Writer-director Jamie Dack’s first feature, Palm Trees and Power Lines, explores the feelings of loneliness and insecurity that often lead young women and girls into unhealthy or inappropriate relationships. It’s a beautiful, compelling, devastating film that is intuitively told through the eyes of its main character, 17-year-old Lea. 

An only child, Lea lives in the suburbs of San Diego with her single mom. She spends the sleepy summer before senior year in a state of dissociation, getting stoned with her immature friends and tanning by the pool, while her emotionally absent mother routinely has loud sex with her on-again, off-again boyfriend. Then one day Lea meets Tom, a man twice her age, who takes a sudden and fervent interest in her life. Tom’s affection breathes new energy into Lea’s world, making the isolated teen feel seen, understood, and loved like never before. 

As their relationship progresses, Lea grows attached and begins spending more and more time with Tom and less and less time with her peers. Eventually, the power dynamics begin to shift; Lea’s intuition is tested as Tom begins to manipulate her vulnerability and self-esteem.

First-time actor Lily McInerny delivers a raw and powerful performance as Lea. In the post-premiere Q&A, Dack says she intentionally chose a newcomer for the role. “I knew that I really wanted whoever was going to play Lea to feel like a real teenager,” she says. “There are so many great actors out there, but I didn’t want it to be somebody people knew […] I thought that it would be more powerful and painful if they were able to get lost in not knowing this person.”

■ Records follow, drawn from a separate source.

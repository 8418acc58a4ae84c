//! Sealed chunk index files
//!
//! File layout, a sequence of frames:
//!
//! ```text
//! [len: u32 LE][snappy(bincode(SealedObject))][crc32: u32 LE]
//! ```
//!
//! A valid file holds exactly two frames: the payload, then a seal marker.
//! The seal is written last, so a file cut short by a crash mid-persist has
//! no seal and is rejected on load. Files are written to a temporary path,
//! synced and renamed into place.

use crate::index::{DocumentRecord, IndexerMap};
use crate::store::ChunkId;
use crate::{IndexError, Result};
use serde::{Deserialize, Serialize};
use std::fs::{self, File};
use std::io::Write;
use std::path::{Path, PathBuf};
use uuid::Uuid;

const FILE_EXTENSION: &str = "tidx";
const FRAME_OVERHEAD: usize = 8;

/// Persisted content of one chunk document index
#[derive(Debug, Clone, PartialEq, Serialize, Deserialize)]
pub struct ChunkIndexPayload {
    pub branch: String,
    /// Indexers the documents were built with
    pub indexers: IndexerMap,
    pub documents: Vec<DocumentRecord>,
}

/// Completeness marker; the token is never compared
#[derive(Debug, Clone, PartialEq, Serialize, Deserialize)]
pub struct SealMarker {
    pub token: Uuid,
}

impl SealMarker {
    pub fn new() -> Self {
        Self { token: Uuid::new_v4() }
    }
}

impl Default for SealMarker {
    fn default() -> Self {
        Self::new()
    }
}

#[derive(Debug, Clone, PartialEq, Serialize, Deserialize)]
pub enum SealedObject {
    Payload(ChunkIndexPayload),
    Seal(SealMarker),
}

/// Encode one object as a checksummed frame
pub fn encode_frame(object: &SealedObject) -> Result<Vec<u8>> {
    let raw = bincode::serialize(object)?;
    let compressed = snap::raw::Encoder::new()
        .compress_vec(&raw)
        .map_err(|e| IndexError::Serialization(format!("Compression failed: {}", e)))?;

    let mut hasher = crc32fast::Hasher::new();
    hasher.update(&compressed);
    let checksum = hasher.finalize();

    let mut frame = Vec::with_capacity(compressed.len() + FRAME_OVERHEAD);
    frame.extend_from_slice(&(compressed.len() as u32).to_le_bytes());
    frame.extend_from_slice(&compressed);
    frame.extend_from_slice(&checksum.to_le_bytes());
    Ok(frame)
}

/// Split a file into its objects; any framing, checksum or decode error is reported as text
pub fn decode_frames(data: &[u8]) -> std::result::Result<Vec<SealedObject>, String> {
    let mut objects = Vec::new();
    let mut offset = 0;

    while offset < data.len() {
        if data.len() - offset < FRAME_OVERHEAD {
            return Err(format!("Truncated frame header at offset {}", offset));
        }
        let len = u32::from_le_bytes([data[offset], data[offset + 1], data[offset + 2], data[offset + 3]]) as usize;
        let body_start = offset + 4;
        let body_end = body_start
            .checked_add(len)
            .filter(|end| end + 4 <= data.len())
            .ok_or_else(|| format!("Frame at offset {} exceeds file size", offset))?;

        let body = &data[body_start..body_end];
        let expected = u32::from_le_bytes([
            data[body_end],
            data[body_end + 1],
            data[body_end + 2],
            data[body_end + 3],
        ]);
        let mut hasher = crc32fast::Hasher::new();
        hasher.update(body);
        let actual = hasher.finalize();
        if actual != expected {
            return Err(format!(
                "Checksum mismatch at offset {}: expected {:#010x}, got {:#010x}",
                offset, expected, actual
            ));
        }

        let raw = snap::raw::Decoder::new()
            .decompress_vec(body)
            .map_err(|e| format!("Decompression failed: {}", e))?;
        let object: SealedObject = bincode::deserialize(&raw).map_err(|e| format!("Decode failed: {}", e))?;
        objects.push(object);
        offset = body_end + 4;
    }
    Ok(objects)
}

/// Directory of sealed chunk index files
#[derive(Debug, Clone)]
pub struct ChunkFileStore {
    root: PathBuf,
}

impl ChunkFileStore {
    pub fn open<P: AsRef<Path>>(root: P) -> Result<Self> {
        fs::create_dir_all(root.as_ref())?;
        Ok(Self {
            root: root.as_ref().to_path_buf(),
        })
    }

    pub fn root(&self) -> &Path {
        &self.root
    }

    /// `<sanitized-branch>-<crc32(branch)>/chunk-<sequence>.tidx`
    pub fn path_for(&self, chunk: &ChunkId) -> PathBuf {
        self.branch_dir(&chunk.branch)
            .join(format!("chunk-{}.{}", chunk.sequence, FILE_EXTENSION))
    }

    fn branch_dir(&self, branch: &str) -> PathBuf {
        let sanitized: String = branch
            .chars()
            .map(|c| if c.is_ascii_alphanumeric() || c == '_' || c == '-' { c } else { '_' })
            .collect();
        self.root
            .join(format!("{}-{:08x}", sanitized, crc32fast::hash(branch.as_bytes())))
    }

    pub fn exists(&self, chunk: &ChunkId) -> bool {
        self.path_for(chunk).exists()
    }

    /// Write payload and seal, replacing any previous file
    pub fn write(&self, chunk: &ChunkId, payload: &ChunkIndexPayload) -> Result<()> {
        let path = self.path_for(chunk);
        if let Some(parent) = path.parent() {
            fs::create_dir_all(parent)?;
        }

        let mut data = encode_frame(&SealedObject::Payload(payload.clone()))?;
        data.extend(encode_frame(&SealedObject::Seal(SealMarker::new()))?);

        let tmp_path = path.with_extension(format!("{}.tmp", FILE_EXTENSION));
        {
            let mut file = File::create(&tmp_path)?;
            file.write_all(&data)?;
            file.sync_all()?;
        }
        fs::rename(&tmp_path, &path)?;
        Ok(())
    }

    /// Read a sealed file.
    ///
    /// `Ok(None)` when no file exists, `CorruptedChunkFile` when the file is
    /// unusable.
    pub fn read(&self, chunk: &ChunkId) -> Result<Option<ChunkIndexPayload>> {
        let path = self.path_for(chunk);
        if !path.exists() {
            return Ok(None);
        }
        let data = fs::read(&path)?;
        let corrupted = |reason: String| IndexError::CorruptedChunkFile {
            path: path.clone(),
            reason,
        };

        let mut objects = decode_frames(&data).map_err(corrupted)?;
        if objects.len() != 2 {
            return Err(corrupted(format!("expected 2 objects, found {}", objects.len())));
        }
        let seal = objects.pop();
        let payload = objects.pop();
        match (payload, seal) {
            (Some(SealedObject::Payload(payload)), Some(SealedObject::Seal(_))) => Ok(Some(payload)),
            _ => Err(corrupted("expected payload followed by seal marker".to_string())),
        }
    }

    /// Returns whether a file was removed
    pub fn delete(&self, chunk: &ChunkId) -> Result<bool> {
        let path = self.path_for(chunk);
        match fs::remove_file(&path) {
            Ok(()) => Ok(true),
            Err(e) if e.kind() == std::io::ErrorKind::NotFound => Ok(false),
            Err(e) => Err(e.into()),
        }
    }

    /// Remove every chunk index file below the root
    pub fn delete_all(&self) -> Result<usize> {
        let mut removed = 0;
        for entry in fs::read_dir(&self.root)? {
            let entry = entry?;
            if !entry.file_type()?.is_dir() {
                continue;
            }
            for file in fs::read_dir(entry.path())? {
                let file = file?;
                if file.path().extension().and_then(|e| e.to_str()) == Some(FILE_EXTENSION) {
                    fs::remove_file(file.path())?;
                    removed += 1;
                }
            }
        }
        Ok(removed)
    }
}

#[cfg(test)]
mod tests {
    use super::*;
    use crate::index::Indexer;
    use crate::types::{IndexValue, TIMESTAMP_INFINITY};
    use tempfile::tempdir;

    fn payload() -> ChunkIndexPayload {
        let mut indexers = IndexerMap::new();
        indexers.insert("name".to_string(), vec![Indexer::text("name")]);
        ChunkIndexPayload {
            branch: "feature/x".to_string(),
            indexers,
            documents: vec![DocumentRecord {
                index_name: "name".to_string(),
                keyspace: "people".to_string(),
                key: "k1".to_string(),
                value: IndexValue::from("Ann"),
                valid_from: 10,
                valid_to: TIMESTAMP_INFINITY,
            }],
        }
    }

    fn chunk_id() -> ChunkId {
        ChunkId {
            branch: "feature/x".to_string(),
            sequence: 3,
        }
    }

    #[test]
    fn test_write_and_read() {
        let dir = tempdir().unwrap();
        let files = ChunkFileStore::open(dir.path()).unwrap();
        assert!(files.read(&chunk_id()).unwrap().is_none());

        files.write(&chunk_id(), &payload()).unwrap();
        let path = files.path_for(&chunk_id());
        assert!(path.ends_with("chunk-3.tidx"));
        assert!(path
            .parent()
            .unwrap()
            .file_name()
            .unwrap()
            .to_string_lossy()
            .starts_with("feature_x-"));

        assert_eq!(files.read(&chunk_id()).unwrap(), Some(payload()));
        assert!(files.delete(&chunk_id()).unwrap());
        assert!(!files.delete(&chunk_id()).unwrap());
    }

    #[test]
    fn test_missing_seal_is_corrupt() {
        let dir = tempdir().unwrap();
        let files = ChunkFileStore::open(dir.path()).unwrap();
        let path = files.path_for(&chunk_id());
        fs::create_dir_all(path.parent().unwrap()).unwrap();
        fs::write(&path, encode_frame(&SealedObject::Payload(payload())).unwrap()).unwrap();

        let err = files.read(&chunk_id()).unwrap_err();
        assert!(matches!(err, IndexError::CorruptedChunkFile { .. }));
    }

    #[test]
    fn test_wrong_order_and_garbage_are_corrupt() {
        let dir = tempdir().unwrap();
        let files = ChunkFileStore::open(dir.path()).unwrap();
        let path = files.path_for(&chunk_id());
        fs::create_dir_all(path.parent().unwrap()).unwrap();

        let mut swapped = encode_frame(&SealedObject::Seal(SealMarker::new())).unwrap();
        swapped.extend(encode_frame(&SealedObject::Payload(payload())).unwrap());
        fs::write(&path, swapped).unwrap();
        assert!(files.read(&chunk_id()).is_err());

        let mut flipped = encode_frame(&SealedObject::Payload(payload())).unwrap();
        flipped[6] ^= 0xff;
        fs::write(&path, flipped).unwrap();
        assert!(files.read(&chunk_id()).is_err());

        fs::write(&path, b"xx").unwrap();
        assert!(files.read(&chunk_id()).is_err());
    }

    #[test]
    fn test_delete_all() {
        let dir = tempdir().unwrap();
        let files = ChunkFileStore::open(dir.path()).unwrap();
        files.write(&chunk_id(), &payload()).unwrap();
        files
            .write(
                &ChunkId {
                    branch: "master".to_string(),
                    sequence: 0,
                },
                &payload(),
            )
            .unwrap();
        assert_eq!(files.delete_all().unwrap(), 2);
        assert!(!files.exists(&chunk_id()));
    }
}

Through Dack’s script and cinematography, Lea is granted sole subjectivity, something that cinema tends to deny teenage girls. The story gradually reveals the complexities and nuances of how adolescent vulnerability can be exploited. 

“I was quite concerned that people were going to judge Lea as a character. Call her stupid, or not understand,” Dack says. “I hope people can come away understanding how this happened to her and how it can happen to anyone. I hope, especially for women in the audience, that if they identify in some way, I hope they feel validated getting to see their story told.”